During recent years, different methods have been applied by researchers to model the IM layer, since this layer represents a critical feature influencing the mechanical properties of aluminum-steel joints. Rong et al. [60] conducted thermophysical simulations to clarify reaction mechanisms and growth kinetics at the interface between solid steel and liquid aluminum, and to predict the average thickness of the IM layer. Das et al. [61] proposed a combined theoretical–experimental method, including a numerical model and a set of measured results, to estimate the thickness of the IM layer as a function of key process parameters in a lap joint configuration. Zhang et al. [62] used the Monte Carlo (MC) method to model the growth of IM compounds, and validated their results with bead-on-plate welding of aluminum alloy onto galvanized mild steel.

This work presents a numerical method, which allows fast estimation and three-dimensional (3D) visualization of the IM layer, because the highly irregular microscopic interface between the IM layer and the weld seam is approximated as a smooth surface. 3D visualization of the layer enables the identification of critical weld seam regions where comparatively thin (possibility of insufficient bonding) or thick (brittleness of the joint) IM layers occur.

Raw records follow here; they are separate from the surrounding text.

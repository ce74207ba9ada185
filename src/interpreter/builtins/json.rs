// パス: src/interpreter/builtins/json.rs
// 役割: JSON.parse / JSON.stringify
// 意図: 構文解析は serde_json に任せ、出力は toJSON・replacer・インデントを扱う独自の書き出しで行う
// 関連ファイル: src/repl/globals.rs（loadJSON も同じ変換を使う）

use std::collections::HashSet;
use std::rc::Rc;

use runtime_heap::{number_to_string, Attributes, ObjectId, ObjectKind, Property, PropertyKey, Value};

use super::define_global;
use crate::interpreter::{arg, ErrorKind, Interpreter, JsResult};

impl Interpreter {
    /// serde_json の値をスクリプトの値へ変換する（キー順は保たれる）。
    pub(crate) fn json_to_value(&mut self, json: &serde_json::Value) -> Value {
        match json {
            serde_json::Value::Null => Value::Null,
            serde_json::Value::Bool(b) => Value::Boolean(*b),
            serde_json::Value::Number(n) => Value::Number(n.as_f64().unwrap_or(f64::NAN)),
            serde_json::Value::String(s) => Value::string(s),
            serde_json::Value::Array(items) => {
                let values = items.iter().map(|item| self.json_to_value(item)).collect();
                Value::Object(self.create_array(values))
            }
            serde_json::Value::Object(map) => {
                let id = self.heap.alloc_ordinary();
                for (key, item) in map {
                    let v = self.json_to_value(item);
                    self.create_data_property(id, PropertyKey::string(key), v);
                }
                Value::Object(id)
            }
        }
    }

    /// JSON テキストを解釈する。構文エラーは SyntaxError として投げる。
    pub(crate) fn parse_json(&mut self, text: &str) -> JsResult<Value> {
        match serde_json::from_str::<serde_json::Value>(text) {
            Ok(json) => Ok(self.json_to_value(&json)),
            Err(e) => Err(self.throw(ErrorKind::SyntaxError, format!("JSON.parse: {}", e))),
        }
    }
}

/// reviver を葉から順に適用する。
fn internalize(interp: &mut Interpreter, holder: ObjectId, key: PropertyKey, reviver: &Value) -> JsResult<Value> {
    let value = interp.get(&Value::Object(holder), &key)?;
    if let Value::Object(id) = value {
        let keys: Vec<Rc<str>> = match interp.heap.kind(id) {
            ObjectKind::Array { length } => (0..*length).map(|i| Rc::from(i.to_string())).collect(),
            _ => interp.own_enumerable_keys(id),
        };
        for k in keys {
            let child_key = PropertyKey::String(k);
            let revived = internalize(interp, id, child_key.clone(), reviver)?;
            if revived.is_undefined() {
                interp.delete_property(id, &child_key)?;
            } else {
                interp.create_data_property(id, child_key, revived);
            }
        }
    }
    let key_value = Interpreter::key_value(&key);
    interp.call(reviver, Value::Object(holder), &[key_value, value])
}

struct Stringifier {
    replacer: Option<Value>,
    allow_list: Option<Vec<Rc<str>>>,
    gap: String,
    stack: HashSet<ObjectId>,
}

fn quote(s: &str) -> String {
    serde_json::to_string(s).unwrap_or_else(|_| format!("\"{}\"", s))
}

impl Stringifier {
    fn serialize_property(
        &mut self,
        interp: &mut Interpreter,
        holder: ObjectId,
        key: &str,
        indent: &str,
    ) -> JsResult<Option<String>> {
        let mut value = interp.get(&Value::Object(holder), &PropertyKey::from(key))?;
        if value.is_object() || matches!(value, Value::BigInt(_)) {
            let to_json = interp.get_named(&value, "toJSON")?;
            if interp.heap.is_callable(&to_json) {
                value = interp.call(&to_json, value, &[Value::string(key)])?;
            }
        }
        if let Some(replacer) = self.replacer.clone() {
            value = interp.call(&replacer, Value::Object(holder), &[Value::string(key), value])?;
        }
        if let Value::Object(id) = value {
            let unwrapped = match interp.heap.kind(id) {
                ObjectKind::NumberObject(n) => Some(Value::Number(*n)),
                ObjectKind::StringObject(s) => Some(Value::String(s.clone())),
                ObjectKind::BooleanObject(b) => Some(Value::Boolean(*b)),
                _ => None,
            };
            if let Some(primitive) = unwrapped {
                value = primitive;
            }
        }
        match &value {
            Value::Null => Ok(Some("null".into())),
            Value::Boolean(b) => Ok(Some(b.to_string())),
            Value::String(s) => Ok(Some(quote(s))),
            Value::Number(n) if n.is_finite() => Ok(Some(number_to_string(*n))),
            Value::Number(_) => Ok(Some("null".into())),
            Value::BigInt(_) => Err(interp.type_error("Cannot serialize BigInt value to JSON")),
            Value::Object(id) if !interp.heap.is_callable(&value) => {
                let id = *id;
                if !self.stack.insert(id) {
                    return Err(interp.type_error("Converting circular structure to JSON"));
                }
                let inner = format!("{}{}", indent, self.gap);
                let result = if matches!(interp.heap.kind(id), ObjectKind::Array { .. }) {
                    self.serialize_array(interp, id, indent, &inner)
                } else {
                    self.serialize_object(interp, id, indent, &inner)
                };
                self.stack.remove(&id);
                result.map(Some)
            }
            _ => Ok(None),
        }
    }

    fn wrap(&self, open: char, close: char, parts: Vec<String>, indent: &str, inner: &str) -> String {
        if parts.is_empty() {
            return format!("{}{}", open, close);
        }
        if self.gap.is_empty() {
            return format!("{}{}{}", open, parts.join(","), close);
        }
        let sep = format!(",\n{}", inner);
        format!("{}\n{}{}\n{}{}", open, inner, parts.join(&sep), indent, close)
    }

    fn serialize_array(&mut self, interp: &mut Interpreter, id: ObjectId, indent: &str, inner: &str) -> JsResult<String> {
        let len = interp.length_of(&Value::Object(id))?;
        let mut parts = Vec::with_capacity(len);
        for i in 0..len {
            let item = self.serialize_property(interp, id, &i.to_string(), inner)?;
            parts.push(item.unwrap_or_else(|| "null".into()));
        }
        Ok(self.wrap('[', ']', parts, indent, inner))
    }

    fn serialize_object(&mut self, interp: &mut Interpreter, id: ObjectId, indent: &str, inner: &str) -> JsResult<String> {
        let keys = match &self.allow_list {
            Some(list) => list.clone(),
            None => interp.own_enumerable_keys(id),
        };
        let colon = if self.gap.is_empty() { ":" } else { ": " };
        let mut parts = Vec::new();
        for key in keys {
            if let Some(text) = self.serialize_property(interp, id, &key, inner)? {
                parts.push(format!("{}{}{}", quote(&key), colon, text));
            }
        }
        Ok(self.wrap('{', '}', parts, indent, inner))
    }
}

/// `JSON.stringify(value, replacer, space)` の本体。値が表現できなければ `None`。
fn stringify(interp: &mut Interpreter, value: Value, replacer: &Value, space: &Value) -> JsResult<Option<String>> {
    let mut stringifier = Stringifier {
        replacer: None,
        allow_list: None,
        gap: String::new(),
        stack: HashSet::new(),
    };
    if interp.heap.is_callable(replacer) {
        stringifier.replacer = Some(replacer.clone());
    } else if let Value::Object(id) = replacer {
        if matches!(interp.heap.kind(*id), ObjectKind::Array { .. }) {
            let mut list: Vec<Rc<str>> = Vec::new();
            for item in interp.array_like_to_vec(replacer)? {
                if matches!(item, Value::String(_) | Value::Number(_)) {
                    let s = interp.to_string(&item)?;
                    if !list.contains(&s) {
                        list.push(s);
                    }
                }
            }
            stringifier.allow_list = Some(list);
        }
    }
    stringifier.gap = match space {
        Value::Number(n) => " ".repeat(n.clamp(0.0, 10.0) as usize),
        Value::String(s) => s.chars().take(10).collect(),
        _ => String::new(),
    };
    let wrapper = interp.heap.alloc_ordinary();
    interp
        .heap
        .object_mut(wrapper)
        .define(PropertyKey::from(""), Property::data(value, Attributes::DEFAULT));
    stringifier.serialize_property(interp, wrapper, "", "")
}

pub(super) fn install(interp: &mut Interpreter) {
    let json = interp.heap.alloc_ordinary();
    define_global(interp, "JSON", Value::Object(json));
    let tag = interp.well_known.to_string_tag;
    interp.heap.object_mut(json).define(
        PropertyKey::Symbol(tag),
        Property::data(Value::string("JSON"), Attributes::CONFIGURABLE),
    );

    interp.define_method(json, "parse", 2, |interp, _, args| {
        let text = interp.to_string(&arg(args, 0))?;
        let value = interp.parse_json(&text)?;
        let reviver = arg(args, 1);
        if !interp.heap.is_callable(&reviver) {
            return Ok(value);
        }
        let root = interp.heap.alloc_ordinary();
        interp.create_data_property(root, PropertyKey::from(""), value);
        internalize(interp, root, PropertyKey::from(""), &reviver)
    });
    interp.define_method(json, "stringify", 3, |interp, _, args| {
        let out = stringify(interp, arg(args, 0), &arg(args, 1), &arg(args, 2))?;
        Ok(out.map(Value::string).unwrap_or(Value::Undefined))
    });
}

#[cfg(test)]
mod tests {
    use crate::interpreter::test_util::eval_display;

    #[test]
    /// キーの順序を保ったまま往復する。
    fn parse_preserves_order() {
        assert_eq!(eval_display("Object.keys(JSON.parse('{\"b\":1,\"a\":[1,2]}')).join()"), "b,a");
        assert_eq!(eval_display("JSON.stringify(JSON.parse('{\"b\":1,\"a\":[1,null,\"x\"]}'))"), "{\"b\":1,\"a\":[1,null,\"x\"]}");
    }

    #[test]
    /// 不正な JSON は SyntaxError。
    fn parse_errors() {
        assert!(eval_display("JSON.parse('{')").starts_with("throw SyntaxError: JSON.parse:"));
    }

    #[test]
    /// undefined と関数は省略され、配列中では null になる。
    fn omitted_values() {
        assert_eq!(eval_display("JSON.stringify({ a: undefined, b: () => 1, c: 2 })"), "{\"c\":2}");
        assert_eq!(eval_display("JSON.stringify([undefined, NaN])"), "[null,null]");
        assert_eq!(eval_display("JSON.stringify(undefined)"), "undefined");
    }

    #[test]
    /// インデント・replacer・toJSON。
    fn formatting_options() {
        assert_eq!(eval_display("JSON.stringify({ a: [1] }, null, 2)"), "{\n  \"a\": [\n    1\n  ]\n}");
        assert_eq!(eval_display("JSON.stringify({ a: 1, b: 2 }, ['b'])"), "{\"b\":2}");
        assert_eq!(eval_display("JSON.stringify({ toJSON() { return 'x'; } })"), "\"x\"");
        assert_eq!(eval_display("JSON.stringify({ n: 1 }, (k, v) => typeof v === 'number' ? v * 2 : v)"), "{\"n\":2}");
    }

    #[test]
    /// 循環参照は TypeError。
    fn circular() {
        assert_eq!(
            eval_display("const o = {}; o.o = o; JSON.stringify(o)"),
            "throw TypeError: Converting circular structure to JSON"
        );
    }

    #[test]
    /// reviver が葉から適用される。
    fn reviver() {
        assert_eq!(eval_display("JSON.parse('[1,2]', (k, v) => typeof v === 'number' ? v + 1 : v).join()"), "2,3");
    }
}
//! 埋め込み側（REPL やテスト）へ出力を委ねるためのフック。
//!
//! `console.*` の出力と Promise の未処理拒否の通知は、すべて文字列化を済ませた
//! 状態でここを通る。表示や装飾はホストの責務とする。

use std::cell::RefCell;

use runtime_heap::{Heap, Value};

/// `console` のログレベル。
#[derive(Clone, Copy, Debug, PartialEq, Eq)]
pub enum LogLevel {
    Log,
    Info,
    Warn,
    Error,
    Debug,
    Trace,
}

/// Promise の拒否追跡イベント。
#[derive(Clone, Copy, Debug, PartialEq, Eq)]
pub enum RejectionEvent {
    /// ハンドラのない Promise が拒否された。
    Unhandled,
    /// 拒否済みの Promise に後からハンドラが付いた。
    HandledLate,
}

pub trait ConsoleHost {
    fn print(&self, level: LogLevel, message: &str);
    fn group(&self, label: &str);
    fn group_end(&self);
    /// `frames` は内側から外側の順。
    fn trace(&self, message: &str, frames: &[String]);
    fn clear(&self);
    fn promise_rejection(&self, event: RejectionEvent, result: &str);
    /// オブジェクト引数の表示。`None` なら `[object Class]` 形式になる。
    fn inspect(&self, _heap: &Heap, _value: &Value) -> Option<String> {
        None
    }
}

/// 何も出力しないホスト。
#[derive(Debug, Default)]
pub struct NullHost;

impl ConsoleHost for NullHost {
    fn print(&self, _level: LogLevel, _message: &str) {}
    fn group(&self, _label: &str) {}
    fn group_end(&self) {}
    fn trace(&self, _message: &str, _frames: &[String]) {}
    fn clear(&self) {}
    fn promise_rejection(&self, _event: RejectionEvent, _result: &str) {}
}

/// 出力を行単位で溜めるホスト（テストや埋め込み用）。
#[derive(Debug, Default)]
pub struct CaptureHost {
    lines: RefCell<Vec<String>>,
}

impl CaptureHost {
    pub fn new() -> Self {
        Self::default()
    }

    pub fn lines(&self) -> Vec<String> {
        self.lines.borrow().clone()
    }

    pub fn take(&self) -> Vec<String> {
        std::mem::take(&mut *self.lines.borrow_mut())
    }
}

impl ConsoleHost for CaptureHost {
    fn print(&self, _level: LogLevel, message: &str) {
        self.lines.borrow_mut().push(message.to_string());
    }
    fn group(&self, label: &str) {
        self.lines.borrow_mut().push(label.to_string());
    }
    fn group_end(&self) {}
    fn trace(&self, message: &str, frames: &[String]) {
        let mut lines = self.lines.borrow_mut();
        lines.push(message.to_string());
        lines.extend(frames.iter().map(|f| format!("-> {}", f)));
    }
    fn clear(&self) {}
    fn promise_rejection(&self, event: RejectionEvent, result: &str) {
        let text = match event {
            RejectionEvent::Unhandled => format!("unhandled rejection: {}", result),
            RejectionEvent::HandledLate => format!("late handler: {}", result),
        };
        self.lines.borrow_mut().push(text);
    }
}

The presented method, which includes (i) calculation of the temperature at the bonding interface between the steel sheet and the aluminum weld by means of finite element (FE) simulation, (ii) validation of the obtained numerical results with temperature curves measured in CMT welding, (iii) prediction of the thickness of the IM layer based on the calculated temperature field, and finally (iv) validation of the predicted thickness with micrographs of weld cross-sections, has already been presented by the authors of this article [63]. This method was also successfully applied by Borrisutthekul et al. [64] for estimating the effect of different heat flow control measures on the thickness of the IM layer in laser welding, and by Mezrag et al. [65] for the indirect determination of the process efficiency in CMT welding.

2. Experimental Methods

In this study, sheets of aluminum alloy EN AW-6014 T4 were joined with sheets of galvanized mild steel DC04 by means of the single-sided cold metal transfer [47,48] process. The metal sheets were clamped gap-free in horizontal butt-joint position, as schematically illustrated in Figure 1. The dimensions were 250 mm × 150 mm × 0.80 mm for the steel sheet, and 250 mm × 150 mm × 1.15 mm for the aluminum alloy sheet.

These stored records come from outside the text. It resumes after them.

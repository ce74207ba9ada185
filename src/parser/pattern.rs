// パス: src/parser/pattern.rs
// 役割: 束縛パターン（分割代入を含む）の解析と、式から代入先パターンへの変換を実装する
// 意図: 宣言・仮引数・catch 節・代入式の左辺を同じ `Pattern` 表現に揃える
// 関連ファイル: src/parser/expr.rs, src/parser/program.rs, src/ast.rs

use super::*;
use crate::ast::{
    ArrayElement, AssignOp, Expr, ObjectPatternProp, Pattern, PatternElement, PropDef, PropKey,
};

impl Parser {
    /// 宣言で使う束縛先（識別子・配列パターン・オブジェクトパターン）。
    pub(super) fn parse_binding_target(&mut self) -> Result<Pattern, ParseError> {
        let t = self.peek().clone();
        match t.kind {
            TokenKind::Identifier => {
                self.pop_any();
                Ok(Pattern::Ident(t.value))
            }
            TokenKind::Yield if !self.ctx.in_generator => {
                self.pop_any();
                Ok(Pattern::Ident(t.value))
            }
            TokenKind::Await if !self.ctx.in_async => {
                self.pop_any();
                Ok(Pattern::Ident(t.value))
            }
            TokenKind::BracketOpen => self.parse_array_binding(),
            TokenKind::CurlyOpen => self.parse_object_binding(),
            _ => Err(self.unexpected("identifier")),
        }
    }

    fn parse_binding_default(&mut self) -> Result<Option<Expr>, ParseError> {
        if self.accept(TokenKind::Equals).is_some() {
            Ok(Some(self.parse_assignment()?))
        } else {
            Ok(None)
        }
    }

    fn parse_array_binding(&mut self) -> Result<Pattern, ParseError> {
        self.pop(TokenKind::BracketOpen, "'['")?;
        let mut elements = Vec::new();
        let mut rest = None;
        loop {
            match self.peek().kind {
                TokenKind::BracketClose => break,
                TokenKind::Comma => {
                    self.pop_any();
                    elements.push(None);
                    continue;
                }
                TokenKind::TripleDot => {
                    self.pop_any();
                    rest = Some(Box::new(self.parse_binding_target()?));
                    break;
                }
                _ => {
                    let target = self.parse_binding_target()?;
                    let default = self.parse_binding_default()?;
                    elements.push(Some(PatternElement { target, default }));
                }
            }
            if self.accept(TokenKind::Comma).is_none() {
                break;
            }
        }
        self.pop(TokenKind::BracketClose, "']'")?;
        Ok(Pattern::Array { elements, rest })
    }

    fn parse_object_binding(&mut self) -> Result<Pattern, ParseError> {
        self.pop(TokenKind::CurlyOpen, "'{'")?;
        let mut props = Vec::new();
        let mut rest = None;
        while !self.is(TokenKind::CurlyClose) {
            if self.accept(TokenKind::TripleDot).is_some() {
                let name = self.pop(TokenKind::Identifier, "identifier")?;
                rest = Some(Box::new(Pattern::Ident(name.value)));
                break;
            }
            let key_token = self.peek().clone();
            let key = self.parse_property_key()?;
            let target = if self.accept(TokenKind::Colon).is_some() {
                self.parse_binding_target()?
            } else {
                match &key {
                    PropKey::Name(name) if key_token.kind == TokenKind::Identifier => {
                        Pattern::Ident(name.clone())
                    }
                    _ => return Err(self.unexpected("':'")),
                }
            };
            let default = self.parse_binding_default()?;
            props.push(ObjectPatternProp {
                key,
                target,
                default,
            });
            if self.accept(TokenKind::Comma).is_none() {
                break;
            }
        }
        self.pop(TokenKind::CurlyClose, "'}'")?;
        Ok(Pattern::Object { props, rest })
    }

    /// 代入式の左辺として解析済みの式をパターンへ変換する。
    pub(super) fn expr_to_pattern(&self, expr: Expr) -> Result<Pattern, ParseError> {
        match expr {
            Expr::Ident(name) => Ok(Pattern::Ident(name)),
            member @ Expr::Member {
                optional: false, ..
            } => Ok(Pattern::Member(Box::new(member))),
            Expr::Array(items) => {
                let mut elements = Vec::new();
                let mut rest = None;
                let count = items.len();
                for (idx, item) in items.into_iter().enumerate() {
                    match item {
                        ArrayElement::Hole => elements.push(None),
                        ArrayElement::Item(e) => elements.push(Some(self.element_from_expr(e)?)),
                        ArrayElement::Spread(e) if idx + 1 == count => {
                            rest = Some(Box::new(self.expr_to_pattern(e)?));
                        }
                        ArrayElement::Spread(_) => {
                            return Err(self.error_here("PAR070", "Rest element must be last element"))
                        }
                    }
                }
                Ok(Pattern::Array { elements, rest })
            }
            Expr::Object(defs) => {
                let mut props = Vec::new();
                let mut rest = None;
                let count = defs.len();
                for (idx, def) in defs.into_iter().enumerate() {
                    match def {
                        PropDef::Shorthand(name) => props.push(ObjectPatternProp {
                            key: PropKey::Name(name.clone()),
                            target: Pattern::Ident(name),
                            default: None,
                        }),
                        PropDef::KeyValue(key, value) => {
                            let element = self.element_from_expr(value)?;
                            props.push(ObjectPatternProp {
                                key,
                                target: element.target,
                                default: element.default,
                            });
                        }
                        PropDef::Spread(e) if idx + 1 == count => {
                            rest = Some(Box::new(self.expr_to_pattern(e)?));
                        }
                        _ => {
                            return Err(self.error_here("PAR071", "Invalid destructuring assignment target"))
                        }
                    }
                }
                Ok(Pattern::Object { props, rest })
            }
            _ => Err(self.error_here("PAR050", "Invalid left-hand side in assignment")),
        }
    }

    /// `a = 1` の形の要素を「代入先 + 既定値」に分解する。
    fn element_from_expr(&self, expr: Expr) -> Result<PatternElement, ParseError> {
        match expr {
            Expr::Assign {
                op: AssignOp::Assign,
                target,
                value,
            } => Ok(PatternElement {
                target: *target,
                default: Some(*value),
            }),
            other => Ok(PatternElement {
                target: self.expr_to_pattern(other)?,
                default: None,
            }),
        }
    }
}

#[cfg(test)]
mod tests {
    use super::super::{parse_expression, parse_program, ParseMode};
    use crate::ast::{Expr, Pattern, Stmt};

    #[test]
    /// 配列リテラルの左辺が配列パターンに変換される。
    fn array_assignment_becomes_pattern() {
        match parse_expression("[a, , b = 2, ...rest] = xs").unwrap() {
            Expr::Assign { target, .. } => match *target {
                Pattern::Array { elements, rest } => {
                    assert_eq!(elements.len(), 3);
                    assert!(elements[1].is_none());
                    assert!(elements[2].as_ref().is_some_and(|e| e.default.is_some()));
                    assert!(rest.is_some());
                }
                other => panic!("unexpected {:?}", other),
            },
            other => panic!("unexpected {:?}", other),
        }
    }

    #[test]
    /// オブジェクトの分割宣言で束縛名が出現順に得られる。
    fn object_binding_names() {
        let program = parse_program("let { a, b: [c, d], ...e } = obj;", ParseMode::Script).unwrap();
        let Stmt::Var { decls, .. } = &program.body[0] else {
            panic!("expected var");
        };
        let mut names = Vec::new();
        decls[0].target.bound_names(&mut names);
        assert_eq!(names, vec!["a", "c", "d", "e"]);
    }

    #[test]
    /// 呼び出し式への代入は構文エラーになる。
    fn call_is_not_assignable() {
        assert!(parse_expression("f() = 1").is_err());
    }
}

The welding equipment included a Fronius CMT Advanced 4000 power source and a Fronius CMT Braze + torch (Pettenbach, Austria), mounted to the arm of a KUKA KR 30-2 robot (Augsburg, Germany). A filler wire of non-commercial aluminum alloy Al-0.3Mg-0.5Sc-0.4Zr was used. Both feeding of the filler wire and supply of the shielding gas were achieved through the welding torch. The main process parameters applied in the welding experiments are summarized in

Table 2. Parameters of the welding process.

Parameter	Symbol	Value
Welding current (mean value)	$I$	71 A
Welding voltage (mean value)	$U$	8.1 V
Welding speed	$v$	0.4 m/min
Feeding rate of the filler wire	$w$	3.9 m/min
Diameter of the filler wire	$d_w$	1.2 mm
Distance between the torch and the workpiece	$d$	6 mm
Angle between the torch and the workpiece	$\delta$	90°
Flow rate of the argon shielding gas	${\dot{V}}_{Ar}$	12 l/min

, and the nominal compositions (wt %) of the materials are listed in

Table 3. Nominal compositions (wt %) of the materials used in the experiments [46].

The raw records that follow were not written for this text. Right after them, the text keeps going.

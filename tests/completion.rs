// パス: tests/completion.rs
// 役割: 対話セッションで定義した名前が補完に現れるかを確認する
// 関連ファイル: src/repl/completion.rs, src/repl/cmd.rs
#[path = "test_support.rs"]
mod support;

use jsrepl::repl::completion::complete;
use support::session;

fn texts(session: &jsrepl::repl::ReplSession, line: &str) -> Vec<String> {
    complete(session.interpreter(), line, line.len())
        .into_iter()
        .map(|c| c.text)
        .collect()
}

#[test]
/// プロンプトで入力した定義がそのまま補完対象になる。
fn definitions_from_earlier_units_are_completed() {
    let (mut session, _buffer) = session();
    session.evaluate("var obj = { foo: 1, fooBar: 2, bar: 3 }\n");
    let got = complete(session.interpreter(), "obj.fo", 6);
    let names: Vec<&str> = got.iter().map(|c| c.text.as_str()).collect();
    assert_eq!(names, vec!["foo", "fooBar"]);
    assert!(got.iter().all(|c| c.invariant_offset == 2));
}

#[test]
fn lexical_bindings_are_offered_once() {
    let (mut session, _buffer) = session();
    session.evaluate("let uniqueCounter = 0\n");
    session.evaluate("uniqueCounter++\n");
    assert_eq!(texts(&session, "uniqueC"), vec!["uniqueCounter"]);
}

#[test]
/// 組み込みのプロトタイプ鎖も辿る。
fn builtin_prototype_members() {
    let (mut session, _buffer) = session();
    session.evaluate("const list = [3, 1, 2]\n");
    let names = texts(&session, "list.so");
    assert!(names.iter().any(|n| n == "sort"), "{:?}", names);
    assert!(names.iter().any(|n| n == "some"), "{:?}", names);
    assert!(names.iter().all(|n| n.starts_with("so")), "{:?}", names);
}

#[test]
fn no_candidates_inside_unrelated_context() {
    let (mut session, _buffer) = session();
    session.evaluate("var obj = { foo: 1 }\n");
    assert!(texts(&session, "obj.foo ").is_empty());
    assert!(texts(&session, "(").is_empty());
}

Material	Al	Fe	Mg	Mn	Si	Cu	Zn	Ti	Cr	V	C	P	S	Zr	Sc
Mild steel sheet DC04 (1.0338)	-	bal.	-	max. 0.4	-	-	-	-	-	-	max. 0.08	max. 0.03	max. 0.03	-	-
Aluminum alloy sheet EN AW-6014	bal.	max. 0.35	0.4–0.8	0.05–0.2	0.3–0.6	max. 0.25	max. 0.1	max. 0.1	max. 0.2	0.05–0.2	-	-	-	-	-
Aluminum filler wire Al-0.3Mg-0.5Sc-0.4Zr	bal.	0.02–0.04	0.2–0.3	0.03–0.05	0.03–0.05	-	-	-	-	-	-	-	-	0.3–0.5	0.4–0.6

.

3. Numerical Methods

The numerical model for calculating the temperature field was created using the ESI Welding Simulation Suite (R 13.5, ESI Group, Paris, France). This software package is based on the Visual- Environment platform, which includes the pre-processing module Visual-Mesh for generating the three-dimensional geometry and the mesh of the model, the module Visual-Weld for defining the welding process, and the post-processing module Visual-Viewer for visualizing the results. The numerical calculation was performed with the finite element (FE) software SYSWELD (R 2017.5, ESI Group, Paris, France).

3.1. Geometry and Mesh

As shown in Figure 2, the model included three parts: the aluminum sheet, the steel sheet, and the weld seam, with dimensions according to the experimental welding configuration. The complete model consisted of approximately 504,000 nodes and 425,000 elements. The interface between the weld seam and the steel sheet was meshed with comparatively fine elements, since the temperature at this interface was of primary interest for calculating the thickness of the IM layer. Figure 2 also shows that the mesh was coarser with increasing distance to the weld seam, in order to limit the required calculation time. A cross-section of the meshed model is shown in Figure 3.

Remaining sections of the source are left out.